In assessing risk of recidivism in sexual offenders, a number of static and dynamic factors are considered. A static risk factor (such as age, developmental history or offence history) is something that is useful for evaluating long-term risk, but because it is historical in nature it cannot be used to assess changes in levels of risk over time (Craig et al, 2005). However, in addition to static risk, dynamic risk factors have also been demonstrated to contribute to risk prediction for sexual offenders in England and Wales (Friendship et al, 2005). Dynamic risk factors refer to factors that are changeable and open to intervention such as sexual preferences, personality factors, mood and intoxication (Craissati, 2003). Hanson and Harris (1998) distinguish between dynamic factors that are stable and acute.

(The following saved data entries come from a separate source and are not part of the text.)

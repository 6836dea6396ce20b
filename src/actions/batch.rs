//! Manufacturer actions: medicines and batches.

use super::ActionResult;
use crate::{
    context::RequestContext,
    core::{batch, medicine},
    entities::{BatchModel, MedicineModel, party::PartyRole},
};
use chrono::NaiveDate;
use sea_orm::DatabaseConnection;

/// Registers a medicine under the calling manufacturer.
pub async fn register_medicine(
    db: &DatabaseConnection,
    ctx: &RequestContext,
    name: &str,
    generic_name: Option<String>,
    description: Option<String>,
) -> ActionResult<MedicineModel> {
    let result = match ctx.require_role(PartyRole::Manufacturer) {
        Ok(()) => {
            medicine::create_medicine(db, ctx.party_id, name, generic_name, description).await
        }
        Err(err) => Err(err),
    };
    ActionResult::from_result(result, |m| format!("Medicine {} registered", m.name))
}

/// Creates a batch and its traceable units for the calling manufacturer.
pub async fn create_batch(
    db: &DatabaseConnection,
    ctx: &RequestContext,
    new_batch: batch::NewBatch,
) -> ActionResult<BatchModel> {
    ActionResult::from_result(batch::create_batch(db, ctx, new_batch).await, |b| {
        format!(
            "Batch {} created with {} traceable units",
            b.batch_number, b.total_strips
        )
    })
}

/// Corrects the expiry date of one of the caller's batches.
pub async fn update_batch_expiry(
    db: &DatabaseConnection,
    ctx: &RequestContext,
    batch_id: i64,
    expiry_date: NaiveDate,
) -> ActionResult<BatchModel> {
    ActionResult::from_result(
        batch::update_batch_expiry(db, ctx, batch_id, expiry_date).await,
        |b| format!("Batch {} now expires {}", b.batch_number, b.expiry_date),
    )
}
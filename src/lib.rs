//! `medtrace` - Batch lifecycle and inventory ledger for a pharmaceutical supply chain
//!
//! This crate tracks medicine batches from manufacture to sale: every strip is a
//! traceable unit, every holder keeps an inventory ledger, every transfer is
//! appended to the batch's movement tree, and recalls reach every unit of a batch.

// Deny the most critical lints that could lead to bugs or security issues
#![deny(
    // Security and correctness
    unsafe_code,
    unsafe_op_in_unsafe_fn,

    // Code quality - things that are almost always bugs
    unreachable_code,
    unreachable_patterns,
    unused_must_use,

    // Documentation - broken links are bugs
    rustdoc::broken_intra_doc_links,
    rustdoc::private_intra_doc_links,
)]
// Warn on things that should be fixed but aren't necessarily bugs
#![warn(
    // Documentation - missing docs should be added gradually
    missing_docs,

    // Clippy categories for overall code quality
    clippy::all,
    clippy::pedantic,
    clippy::nursery,

    // Performance
    clippy::inefficient_to_string,
    clippy::large_types_passed_by_value,
    clippy::needless_pass_by_value,
    clippy::unnecessary_wraps,

    // Correctness
    clippy::clone_on_ref_ptr,
    clippy::dbg_macro,
    clippy::exit,
    clippy::expect_used,
    clippy::float_cmp,
    clippy::panic,
    clippy::todo,
    clippy::unimplemented,
    clippy::unwrap_used,

    // Complexity and readability
    clippy::cognitive_complexity,
    clippy::large_enum_variant,
    clippy::match_same_arms,
    clippy::too_many_lines,

    // Style consistency
    clippy::enum_glob_use,
    clippy::inconsistent_struct_constructor,
    clippy::missing_errors_doc,
    clippy::missing_panics_doc,
    clippy::must_use_candidate,
    clippy::redundant_closure_for_method_calls,
    clippy::semicolon_if_nothing_returned,
    clippy::wildcard_imports,

    // Future compatibility
    future_incompatible,
    rust_2018_idioms,
)]
// Allow some pedantic lints that are too noisy or not applicable
#![allow(
    clippy::module_name_repetitions,  // Common pattern in Rust
    clippy::missing_errors_doc,        // Will add gradually
    clippy::missing_panics_doc,        // Will add gradually
)]

/// Action boundary - wraps core operations into `ActionResult` values
pub mod actions;
/// Configuration management for the database and seed data
pub mod config;
/// Request-scoped caller identity
pub mod context;
/// Core business logic - batches, inventory, movements, recalls, orders, shipments and sales
pub mod core;
/// SeaORM entity definitions for database tables
pub mod entities;
/// Unified error types and result handling
pub mod errors;

#[cfg(test)]
pub mod test_utils;
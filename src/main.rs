use chrono::Utc;
use dotenvy::dotenv;
use medtrace::{
    config::{database, seed},
    core::{party, report},
    entities::party::PartyRole,
    errors::Result,
};
use sea_orm::Iterable;
use std::path::Path;
use tracing::{error, info, warn};
use tracing_subscriber::EnvFilter;

#[tokio::main(flavor = "current_thread")]
async fn main() -> Result<()> {
    // 1. Initialize tracing (as early as possible)
    tracing_subscriber::fmt()
        .with_env_filter(
            EnvFilter::try_from_default_env().unwrap_or_else(|_| EnvFilter::new("info")),
        )
        .init();

    // 2. Load .env file, env vars can also be set externally
    dotenv().ok();

    // 3. Connect and make sure the schema exists
    let db = database::create_connection()
        .await
        .inspect_err(|e| error!("Failed to connect to database: {}", e))?;
    database::create_tables(&db)
        .await
        .inspect(|_| info!("Database schema is ready"))
        .inspect_err(|e| error!("Failed to create tables: {}", e))?;

    // 4. Seed parties and medicines
    let seed_path = seed::get_seed_path();
    if Path::new(&seed_path).exists() {
        let config = seed::load_seed_config(&seed_path)
            .inspect_err(|e| error!("Invalid seed file {}: {}", seed_path, e))?;
        seed::seed_from_config(&db, &config).await?;
    } else {
        warn!("Seed file {} not found, skipping seeding", seed_path);
    }

    // 5. Summarize what every holder has on hand
    let today = Utc::now().date_naive();
    for role in PartyRole::iter() {
        for holder in party::list_parties_by_role(&db, role).await? {
            let lines = report::holder_stock_report(
                &db,
                holder.id,
                today,
                report::DEFAULT_EXPIRY_WINDOW_DAYS,
            )
            .await?;
            info!("{} ({}): {} batch(es) in stock", holder.name, role, lines.len());
            for line in &lines {
                info!("  {}", report::format_stock_line(line));
            }
        }
    }

    Ok(())
}
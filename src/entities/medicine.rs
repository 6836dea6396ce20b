//! Medicine entity - The product a batch is manufactured from.

use sea_orm::entity::prelude::*;
use serde::{Deserialize, Serialize};

/// Medicine database model
#[derive(Clone, Debug, PartialEq, Eq, DeriveEntityModel, Serialize, Deserialize)]
#[sea_orm(table_name = "medicines")]
pub struct Model {
    /// Unique identifier for the medicine
    #[sea_orm(primary_key)]
    pub id: i64,
    /// Brand name
    pub name: String,
    /// Generic (INN) name
    pub generic_name: Option<String>,
    /// Party that makes this medicine
    pub manufacturer_id: i64,
    /// Optional description shown on verification
    pub description: Option<String>,
    /// When the medicine was registered
    pub created_at: DateTimeUtc,
}

/// Relationships of a medicine
#[derive(Copy, Clone, Debug, EnumIter, DeriveRelation)]
pub enum Relation {
    /// Each medicine belongs to one manufacturer
    #[sea_orm(
        belongs_to = "super::party::Entity",
        from = "Column::ManufacturerId",
        to = "super::party::Column::Id"
    )]
    Manufacturer,
    /// One medicine has many batches
    #[sea_orm(has_many = "super::batch::Entity")]
    Batches,
}

impl Related<super::batch::Entity> for Entity {
    fn to() -> RelationDef {
        Relation::Batches.def()
    }
}

impl ActiveModelBehavior for ActiveModel {}
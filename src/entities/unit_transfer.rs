//! Unit transfer entity - The ownership history of a unit, one row per hop.

use sea_orm::entity::prelude::*;
use serde::{Deserialize, Serialize};

/// Unit transfer database model
#[derive(Clone, Debug, PartialEq, Eq, DeriveEntityModel, Serialize, Deserialize)]
#[sea_orm(table_name = "unit_transfers")]
pub struct Model {
    /// Unique identifier for the transfer
    #[sea_orm(primary_key)]
    pub id: i64,
    /// Unit that moved
    pub unit_id: i64,
    /// Previous holder, None for the initial assignment
    pub from_holder_id: Option<i64>,
    /// New holder, None when sold to a consumer or destroyed
    pub to_holder_id: Option<i64>,
    /// Shipment the unit travelled in, None for sales and disposals
    pub shipment_id: Option<i64>,
    /// When the holder changed
    pub transferred_at: DateTimeUtc,
}

/// Relationships of a unit transfer
#[derive(Copy, Clone, Debug, EnumIter, DeriveRelation)]
pub enum Relation {
    #[sea_orm(
        belongs_to = "super::unit::Entity",
        from = "Column::UnitId",
        to = "super::unit::Column::Id"
    )]
    /// Each transfer belongs to one unit
    Unit,
}

impl Related<super::unit::Entity> for Entity {
    fn to() -> RelationDef {
        Relation::Unit.def()
    }
}

impl ActiveModelBehavior for ActiveModel {}
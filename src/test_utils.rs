//! Shared test utilities for medtrace.
//!
//! This module provides helpers for setting up in-memory test databases and
//! building a small supply chain with sensible defaults.

use crate::{
    context::RequestContext,
    core::{
        batch::{self, NewBatch},
        medicine, party,
        recall::{self, NewRecall},
        shipment::{self, LineItem},
    },
    entities::{
        self,
        party::PartyRole,
        recall::{RecallAction, RecallSeverity},
    },
    errors::Result,
};
use chrono::NaiveDate;
use sea_orm::DatabaseConnection;

/// Medicine used by [`create_test_batch`]
pub const TEST_MEDICINE: &str = "Paracetamol 500";

/// Creates an in-memory `SQLite` database with all tables initialized.
/// This is the standard setup for all integration tests.
pub async fn setup_test_db() -> Result<DatabaseConnection> {
    let db = sea_orm::Database::connect("sqlite::memory:").await?;
    crate::config::database::create_tables(&db).await?;
    Ok(db)
}

/// Routes `tracing` output through the test harness. Safe to call repeatedly.
pub fn init_test_tracing() {
    let _ = tracing_subscriber::fmt()
        .with_env_filter("medtrace=debug")
        .with_test_writer()
        .try_init();
}

/// Builds a calendar date, panicking on an invalid one.
#[allow(clippy::unwrap_used)]
pub fn date(year: i32, month: u32, day: u32) -> NaiveDate {
    NaiveDate::from_ymd_opt(year, month, day).unwrap()
}

/// Request context acting as `party` with its own role.
pub const fn ctx_for(party: &entities::party::Model) -> RequestContext {
    RequestContext::new(party.id, party.role)
}

/// Creates a party with no email or location.
pub async fn create_test_party(
    db: &DatabaseConnection,
    name: &str,
    role: PartyRole,
) -> Result<entities::party::Model> {
    party::create_party(
        db,
        party::NewParty {
            name: name.to_string(),
            role,
            email: None,
            location: None,
        },
    )
    .await
}

/// Sets up a database with one party per role.
/// Returns (db, manufacturer, distributor, retailer).
pub async fn setup_supply_chain() -> Result<(
    DatabaseConnection,
    entities::party::Model,
    entities::party::Model,
    entities::party::Model,
)> {
    init_test_tracing();
    let db = setup_test_db().await?;
    let manufacturer = create_test_party(&db, "Acme Pharma", PartyRole::Manufacturer).await?;
    let distributor = create_test_party(&db, "Metro Distribution", PartyRole::Distributor).await?;
    let retailer = create_test_party(&db, "Corner Chemist", PartyRole::Retailer).await?;
    Ok((db, manufacturer, distributor, retailer))
}

/// Registers a medicine for `manufacturer`.
pub async fn create_test_medicine(
    db: &DatabaseConnection,
    manufacturer: &entities::party::Model,
    name: &str,
) -> Result<entities::medicine::Model> {
    medicine::create_medicine(db, manufacturer.id, name, None, None).await
}

/// Creates a batch of [`TEST_MEDICINE`] as `manufacturer`.
///
/// # Defaults
/// * manufactured 2026-01-01, expires 2028-01-01
/// * `price_per_unit`: 12.5
/// * `mrp`: 20.0
pub async fn create_test_batch(
    db: &DatabaseConnection,
    manufacturer: &entities::party::Model,
    batch_number: &str,
    total_strips: i64,
) -> Result<entities::batch::Model> {
    let medicine = match medicine::get_medicine_by_name(db, manufacturer.id, TEST_MEDICINE).await? {
        Some(existing) => existing,
        None => create_test_medicine(db, manufacturer, TEST_MEDICINE).await?,
    };

    batch::create_batch(
        db,
        &ctx_for(manufacturer),
        NewBatch {
            batch_number: batch_number.to_string(),
            medicine_id: medicine.id,
            manufacture_date: date(2026, 1, 1),
            expiry_date: date(2028, 1, 1),
            price_per_unit: 12.5,
            mrp: 20.0,
            total_strips,
        },
    )
    .await
}

/// Dispatches `quantity` strips of a batch from `sender` to `receiver` and
/// confirms delivery.
pub async fn ship_and_receive(
    db: &DatabaseConnection,
    sender: &entities::party::Model,
    receiver: &entities::party::Model,
    batch_id: i64,
    quantity: i64,
) -> Result<entities::shipment::Model> {
    let details = shipment::dispatch_shipment(
        db,
        &ctx_for(sender),
        receiver.id,
        vec![LineItem { batch_id, quantity }],
        None,
    )
    .await?;
    let receipt = shipment::receive_shipment(db, &ctx_for(receiver), details.shipment.id).await?;
    Ok(receipt.shipment)
}

/// Issues a `HIGH` severity return recall against a batch.
pub async fn recall_test_batch(
    db: &DatabaseConnection,
    manufacturer: &entities::party::Model,
    batch_id: i64,
) -> Result<entities::recall::Model> {
    let outcome = recall::issue_recall(
        db,
        &ctx_for(manufacturer),
        NewRecall {
            batch_id,
            reason: "Failed dissolution test".to_string(),
            severity: RecallSeverity::High,
            action_type: RecallAction::Return,
        },
    )
    .await?;
    Ok(outcome.recall)
}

Stable dynamic risk factors (factors that are expected to persist for months or years) are relatively persistent characteristics of the offender, which are subject to change such as levels of responsibility, cognitive distortions and sexual arousal. Acute dynamic factors (factors that may last for minutes or days) are rapidly changing factors such as substance misuse, isolation and negative emotional states, the presence of which increase risk. Factors that predicted general recidivism were not the same as those associated with sexual recidivism. Previous sex offences, poor social skills, male victims, and two or more victims in index offence were all risk factors associated with sexual recidivism. Early conduct disorder, previous convictions, psychopathy, and the use of death threats or weapons at the index sex offence were predictors for general criminality (Hanson et al, 1998).Recommendations
Mercado (2005) looks at the development of recent statutory schemes, in both the United States and Australia, with its aim to keep the most dangerous sex offenders detained beyond the expiration of their prison sentence.. More recently, the Australian High Court in Attorney-General (Qld) v. Fardon (2004) similarly upheld the constitutionality of Queensland's Dangerous Prisoners (Sexual Offenders) Act (2003), which allows for the post-sentence preventive detention of sex offenders deemed to be at high risk of serious sexual recidivism
Of concern in Australia is that there has been no published research on the validity of the various sexual risk assessment measures. This is less of a concern for structured professional judgment measures, such as the SVR-20 that do not provide probability data. However, for actuarial measures that provide specific probability estimates, we cannot rely on the probability estimates since they are necessarily defined by the population from which the risk assessment measure was developed or validated. Given the differences across samples of offenders, and other cultural and population differences, we simply cannot determine the extent to which the actual measures would differ in Australian samples.
Moulden et al (2005) argues that positive approaches to sexual offender therapy are rooted in the belief that individuals working toward positive changes will be more successful and maintain those changes longer than those working toward lives based on avoidance.